(Data records)

______________________________

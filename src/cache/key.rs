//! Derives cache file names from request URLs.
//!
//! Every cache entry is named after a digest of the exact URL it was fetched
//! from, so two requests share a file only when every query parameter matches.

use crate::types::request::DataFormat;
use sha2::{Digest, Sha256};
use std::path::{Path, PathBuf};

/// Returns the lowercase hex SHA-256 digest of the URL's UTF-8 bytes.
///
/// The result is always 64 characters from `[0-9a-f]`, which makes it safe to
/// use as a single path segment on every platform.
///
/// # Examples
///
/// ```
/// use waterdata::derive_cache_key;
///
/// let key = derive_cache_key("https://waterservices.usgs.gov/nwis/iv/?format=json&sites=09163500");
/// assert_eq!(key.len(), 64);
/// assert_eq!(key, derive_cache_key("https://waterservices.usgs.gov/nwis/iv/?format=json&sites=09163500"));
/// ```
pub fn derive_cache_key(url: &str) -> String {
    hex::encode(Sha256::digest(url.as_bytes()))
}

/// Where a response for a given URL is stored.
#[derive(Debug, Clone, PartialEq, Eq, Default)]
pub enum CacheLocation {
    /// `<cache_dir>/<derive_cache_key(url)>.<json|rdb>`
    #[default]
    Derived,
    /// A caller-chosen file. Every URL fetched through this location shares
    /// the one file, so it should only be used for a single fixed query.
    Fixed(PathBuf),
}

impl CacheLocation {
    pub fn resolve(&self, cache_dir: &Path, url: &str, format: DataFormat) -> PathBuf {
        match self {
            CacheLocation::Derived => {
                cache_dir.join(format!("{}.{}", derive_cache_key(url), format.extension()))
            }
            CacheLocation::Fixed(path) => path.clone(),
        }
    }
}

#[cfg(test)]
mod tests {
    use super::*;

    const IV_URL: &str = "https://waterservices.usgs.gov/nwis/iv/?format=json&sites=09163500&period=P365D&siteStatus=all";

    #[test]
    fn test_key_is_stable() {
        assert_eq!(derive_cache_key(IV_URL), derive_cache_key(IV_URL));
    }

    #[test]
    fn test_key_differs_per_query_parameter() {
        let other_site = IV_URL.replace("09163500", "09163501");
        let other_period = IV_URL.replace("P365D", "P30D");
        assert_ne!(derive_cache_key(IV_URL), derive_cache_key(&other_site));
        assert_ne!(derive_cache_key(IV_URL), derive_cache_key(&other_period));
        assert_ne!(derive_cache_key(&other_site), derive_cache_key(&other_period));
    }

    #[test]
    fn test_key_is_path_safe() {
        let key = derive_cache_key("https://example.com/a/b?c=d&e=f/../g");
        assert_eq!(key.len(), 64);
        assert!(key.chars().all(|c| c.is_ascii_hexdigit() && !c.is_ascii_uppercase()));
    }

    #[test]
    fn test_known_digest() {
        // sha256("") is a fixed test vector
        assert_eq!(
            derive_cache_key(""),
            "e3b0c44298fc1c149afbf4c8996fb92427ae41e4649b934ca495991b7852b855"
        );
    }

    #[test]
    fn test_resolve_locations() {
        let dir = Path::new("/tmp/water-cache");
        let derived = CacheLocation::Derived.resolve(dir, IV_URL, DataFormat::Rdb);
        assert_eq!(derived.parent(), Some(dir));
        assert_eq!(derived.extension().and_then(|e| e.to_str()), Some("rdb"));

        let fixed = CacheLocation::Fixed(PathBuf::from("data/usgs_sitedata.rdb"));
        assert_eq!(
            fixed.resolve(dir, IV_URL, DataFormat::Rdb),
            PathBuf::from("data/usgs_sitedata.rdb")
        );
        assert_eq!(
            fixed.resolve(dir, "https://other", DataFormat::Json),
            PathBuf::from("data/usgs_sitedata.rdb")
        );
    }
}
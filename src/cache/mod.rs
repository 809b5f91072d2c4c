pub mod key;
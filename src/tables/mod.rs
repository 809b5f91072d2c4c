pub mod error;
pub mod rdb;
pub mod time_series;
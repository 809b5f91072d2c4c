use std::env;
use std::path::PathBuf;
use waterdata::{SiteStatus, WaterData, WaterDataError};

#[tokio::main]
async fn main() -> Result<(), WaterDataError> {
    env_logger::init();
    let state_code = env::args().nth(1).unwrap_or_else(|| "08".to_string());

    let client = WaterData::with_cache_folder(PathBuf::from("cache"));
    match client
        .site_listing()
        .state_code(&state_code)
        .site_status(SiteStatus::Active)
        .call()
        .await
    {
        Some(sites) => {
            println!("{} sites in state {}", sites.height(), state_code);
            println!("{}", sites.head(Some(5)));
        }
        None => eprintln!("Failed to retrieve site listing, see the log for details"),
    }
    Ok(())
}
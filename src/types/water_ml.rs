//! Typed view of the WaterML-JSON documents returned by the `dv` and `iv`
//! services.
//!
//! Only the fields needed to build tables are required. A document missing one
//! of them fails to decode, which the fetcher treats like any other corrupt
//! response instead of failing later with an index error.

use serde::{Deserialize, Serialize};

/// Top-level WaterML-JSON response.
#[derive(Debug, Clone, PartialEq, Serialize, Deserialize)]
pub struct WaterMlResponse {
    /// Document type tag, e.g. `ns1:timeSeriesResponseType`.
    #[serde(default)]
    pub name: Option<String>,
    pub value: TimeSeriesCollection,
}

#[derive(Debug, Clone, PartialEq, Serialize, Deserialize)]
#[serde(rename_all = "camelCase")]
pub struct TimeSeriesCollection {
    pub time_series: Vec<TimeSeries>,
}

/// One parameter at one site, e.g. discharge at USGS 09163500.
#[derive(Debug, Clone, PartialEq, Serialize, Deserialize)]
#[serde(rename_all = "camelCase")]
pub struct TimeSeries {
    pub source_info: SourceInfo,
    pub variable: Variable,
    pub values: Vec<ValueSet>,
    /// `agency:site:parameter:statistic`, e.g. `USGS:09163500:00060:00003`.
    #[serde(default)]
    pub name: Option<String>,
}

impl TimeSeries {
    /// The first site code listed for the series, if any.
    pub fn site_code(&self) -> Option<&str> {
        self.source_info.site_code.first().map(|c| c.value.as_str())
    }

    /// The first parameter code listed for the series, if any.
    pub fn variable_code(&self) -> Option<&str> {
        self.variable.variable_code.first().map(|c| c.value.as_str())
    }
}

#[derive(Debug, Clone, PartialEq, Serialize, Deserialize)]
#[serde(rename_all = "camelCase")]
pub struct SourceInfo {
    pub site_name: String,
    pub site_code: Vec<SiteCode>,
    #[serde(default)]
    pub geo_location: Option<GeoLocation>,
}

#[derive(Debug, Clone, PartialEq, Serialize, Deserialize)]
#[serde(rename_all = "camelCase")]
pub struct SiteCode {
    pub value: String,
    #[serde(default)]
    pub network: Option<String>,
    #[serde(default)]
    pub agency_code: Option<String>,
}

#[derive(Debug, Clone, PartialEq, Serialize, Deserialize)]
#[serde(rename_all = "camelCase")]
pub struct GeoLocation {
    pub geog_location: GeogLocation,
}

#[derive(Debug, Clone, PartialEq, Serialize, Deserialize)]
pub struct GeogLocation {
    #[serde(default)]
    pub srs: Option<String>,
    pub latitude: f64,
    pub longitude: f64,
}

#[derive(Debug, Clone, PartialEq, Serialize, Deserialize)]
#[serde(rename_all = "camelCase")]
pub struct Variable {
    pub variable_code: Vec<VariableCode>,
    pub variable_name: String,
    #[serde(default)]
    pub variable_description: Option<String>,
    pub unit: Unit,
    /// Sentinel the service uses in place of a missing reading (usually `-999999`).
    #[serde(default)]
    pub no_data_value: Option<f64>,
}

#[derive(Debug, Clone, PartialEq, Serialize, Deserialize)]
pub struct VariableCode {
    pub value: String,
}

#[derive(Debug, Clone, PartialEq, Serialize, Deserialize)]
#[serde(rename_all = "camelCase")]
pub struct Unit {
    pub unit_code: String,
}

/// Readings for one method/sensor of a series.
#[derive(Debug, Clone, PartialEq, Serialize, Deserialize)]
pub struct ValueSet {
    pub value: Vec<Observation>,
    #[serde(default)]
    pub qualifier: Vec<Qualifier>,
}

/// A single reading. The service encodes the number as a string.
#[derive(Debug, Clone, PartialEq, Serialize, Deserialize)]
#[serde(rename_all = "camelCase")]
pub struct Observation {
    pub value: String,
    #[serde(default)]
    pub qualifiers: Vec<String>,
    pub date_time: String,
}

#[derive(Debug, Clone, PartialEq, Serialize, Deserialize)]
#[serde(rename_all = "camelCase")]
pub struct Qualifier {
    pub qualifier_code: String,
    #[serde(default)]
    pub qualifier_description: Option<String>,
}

______________________________

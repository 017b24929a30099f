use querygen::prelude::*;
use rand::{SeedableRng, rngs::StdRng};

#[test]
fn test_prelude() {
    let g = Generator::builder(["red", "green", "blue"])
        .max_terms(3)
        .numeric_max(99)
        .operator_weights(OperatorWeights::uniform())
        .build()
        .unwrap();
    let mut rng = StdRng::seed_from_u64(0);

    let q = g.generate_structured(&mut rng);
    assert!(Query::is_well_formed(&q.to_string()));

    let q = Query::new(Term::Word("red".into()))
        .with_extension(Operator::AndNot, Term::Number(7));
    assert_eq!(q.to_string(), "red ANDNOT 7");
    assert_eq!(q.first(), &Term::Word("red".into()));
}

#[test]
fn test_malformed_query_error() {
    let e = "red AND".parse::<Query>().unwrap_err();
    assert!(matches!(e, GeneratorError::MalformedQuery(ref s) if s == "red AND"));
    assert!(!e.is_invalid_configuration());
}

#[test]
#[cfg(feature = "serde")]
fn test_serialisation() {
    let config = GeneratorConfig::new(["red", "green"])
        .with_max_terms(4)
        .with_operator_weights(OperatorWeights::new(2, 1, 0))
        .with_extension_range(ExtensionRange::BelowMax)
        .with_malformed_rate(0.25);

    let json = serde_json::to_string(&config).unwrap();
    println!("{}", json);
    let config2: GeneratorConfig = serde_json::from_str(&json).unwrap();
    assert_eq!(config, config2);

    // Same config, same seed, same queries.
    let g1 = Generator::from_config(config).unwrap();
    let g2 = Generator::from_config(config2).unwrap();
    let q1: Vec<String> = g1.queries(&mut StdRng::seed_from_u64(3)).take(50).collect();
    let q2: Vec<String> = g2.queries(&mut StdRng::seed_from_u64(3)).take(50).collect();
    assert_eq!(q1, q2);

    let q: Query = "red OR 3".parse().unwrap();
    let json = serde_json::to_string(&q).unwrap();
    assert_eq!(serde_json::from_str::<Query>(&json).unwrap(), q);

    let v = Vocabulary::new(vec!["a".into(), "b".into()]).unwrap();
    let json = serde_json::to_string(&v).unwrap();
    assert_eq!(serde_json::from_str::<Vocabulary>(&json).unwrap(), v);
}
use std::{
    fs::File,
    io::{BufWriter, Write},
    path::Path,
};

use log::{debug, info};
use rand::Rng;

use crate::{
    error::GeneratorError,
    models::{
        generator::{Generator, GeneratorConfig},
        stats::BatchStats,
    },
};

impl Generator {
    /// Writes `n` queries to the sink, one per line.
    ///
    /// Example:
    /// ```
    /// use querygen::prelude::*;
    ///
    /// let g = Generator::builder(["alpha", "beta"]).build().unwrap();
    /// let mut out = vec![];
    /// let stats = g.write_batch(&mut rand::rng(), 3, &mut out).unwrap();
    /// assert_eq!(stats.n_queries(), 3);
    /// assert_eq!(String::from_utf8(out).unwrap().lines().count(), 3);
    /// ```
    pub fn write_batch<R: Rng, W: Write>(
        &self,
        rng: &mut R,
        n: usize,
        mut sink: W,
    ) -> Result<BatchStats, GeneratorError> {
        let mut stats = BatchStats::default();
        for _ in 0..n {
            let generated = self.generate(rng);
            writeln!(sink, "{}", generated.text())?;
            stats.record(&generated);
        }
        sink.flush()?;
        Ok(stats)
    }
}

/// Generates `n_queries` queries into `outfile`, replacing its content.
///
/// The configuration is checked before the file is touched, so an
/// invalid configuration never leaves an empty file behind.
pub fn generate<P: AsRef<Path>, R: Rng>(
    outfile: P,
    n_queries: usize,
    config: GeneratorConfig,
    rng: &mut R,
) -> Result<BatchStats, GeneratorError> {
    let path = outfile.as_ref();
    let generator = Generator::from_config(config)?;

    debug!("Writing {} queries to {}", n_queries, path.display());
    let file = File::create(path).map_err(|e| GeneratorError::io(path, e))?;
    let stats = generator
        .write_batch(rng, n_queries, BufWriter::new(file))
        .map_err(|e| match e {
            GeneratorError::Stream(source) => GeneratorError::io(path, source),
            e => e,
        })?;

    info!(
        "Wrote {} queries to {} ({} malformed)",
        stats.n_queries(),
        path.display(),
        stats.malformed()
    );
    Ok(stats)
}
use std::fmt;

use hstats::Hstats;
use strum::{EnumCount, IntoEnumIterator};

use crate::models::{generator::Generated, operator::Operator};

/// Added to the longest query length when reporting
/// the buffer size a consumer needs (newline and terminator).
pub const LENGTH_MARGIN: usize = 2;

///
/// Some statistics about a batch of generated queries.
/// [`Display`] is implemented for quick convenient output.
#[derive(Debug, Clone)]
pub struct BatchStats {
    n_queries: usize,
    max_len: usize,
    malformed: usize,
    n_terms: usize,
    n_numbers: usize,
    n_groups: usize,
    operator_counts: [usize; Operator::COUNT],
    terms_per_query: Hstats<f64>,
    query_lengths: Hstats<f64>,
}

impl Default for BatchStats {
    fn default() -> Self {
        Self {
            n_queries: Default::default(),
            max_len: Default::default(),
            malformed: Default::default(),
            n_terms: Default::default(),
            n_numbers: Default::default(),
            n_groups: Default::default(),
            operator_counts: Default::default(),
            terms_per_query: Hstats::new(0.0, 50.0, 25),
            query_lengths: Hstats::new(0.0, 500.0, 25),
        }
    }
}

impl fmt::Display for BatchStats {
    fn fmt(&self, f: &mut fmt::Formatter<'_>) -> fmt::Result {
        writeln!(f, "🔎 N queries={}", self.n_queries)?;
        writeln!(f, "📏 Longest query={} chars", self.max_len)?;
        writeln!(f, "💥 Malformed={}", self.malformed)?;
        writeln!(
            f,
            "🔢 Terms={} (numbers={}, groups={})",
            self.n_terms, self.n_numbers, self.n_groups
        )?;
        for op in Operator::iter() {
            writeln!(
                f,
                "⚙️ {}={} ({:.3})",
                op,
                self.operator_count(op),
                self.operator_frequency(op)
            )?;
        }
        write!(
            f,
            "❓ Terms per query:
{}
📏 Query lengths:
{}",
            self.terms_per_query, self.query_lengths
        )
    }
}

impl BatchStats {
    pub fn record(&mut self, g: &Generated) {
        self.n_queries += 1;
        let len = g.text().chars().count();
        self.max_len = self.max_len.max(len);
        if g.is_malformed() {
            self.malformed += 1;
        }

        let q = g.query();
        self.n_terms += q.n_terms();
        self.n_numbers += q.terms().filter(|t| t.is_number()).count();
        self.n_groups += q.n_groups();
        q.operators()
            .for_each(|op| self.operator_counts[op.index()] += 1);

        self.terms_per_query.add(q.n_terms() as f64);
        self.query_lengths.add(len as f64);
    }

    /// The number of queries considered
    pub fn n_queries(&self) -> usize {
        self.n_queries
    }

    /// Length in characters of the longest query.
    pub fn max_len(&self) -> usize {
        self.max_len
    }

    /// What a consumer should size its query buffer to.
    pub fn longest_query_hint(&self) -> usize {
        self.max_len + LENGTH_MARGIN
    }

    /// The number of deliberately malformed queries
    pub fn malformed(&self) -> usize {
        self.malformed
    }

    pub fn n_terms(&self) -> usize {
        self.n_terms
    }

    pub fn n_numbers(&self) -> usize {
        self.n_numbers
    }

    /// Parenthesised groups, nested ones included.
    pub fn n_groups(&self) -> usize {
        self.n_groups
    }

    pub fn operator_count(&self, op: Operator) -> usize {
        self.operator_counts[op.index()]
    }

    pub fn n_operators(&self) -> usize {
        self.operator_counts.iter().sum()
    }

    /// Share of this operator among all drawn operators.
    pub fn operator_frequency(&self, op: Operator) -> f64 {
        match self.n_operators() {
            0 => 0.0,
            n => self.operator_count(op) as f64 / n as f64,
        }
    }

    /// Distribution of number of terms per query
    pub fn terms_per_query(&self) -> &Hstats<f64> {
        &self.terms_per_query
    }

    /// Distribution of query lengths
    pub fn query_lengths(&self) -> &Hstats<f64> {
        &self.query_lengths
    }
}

______________________________

Single out each line of the records above with the string "outfile" in it, and copy it.

/// Generates `n_queries` queries into `outfile`, replacing its content.
    outfile: P,
    let path = outfile.as_ref();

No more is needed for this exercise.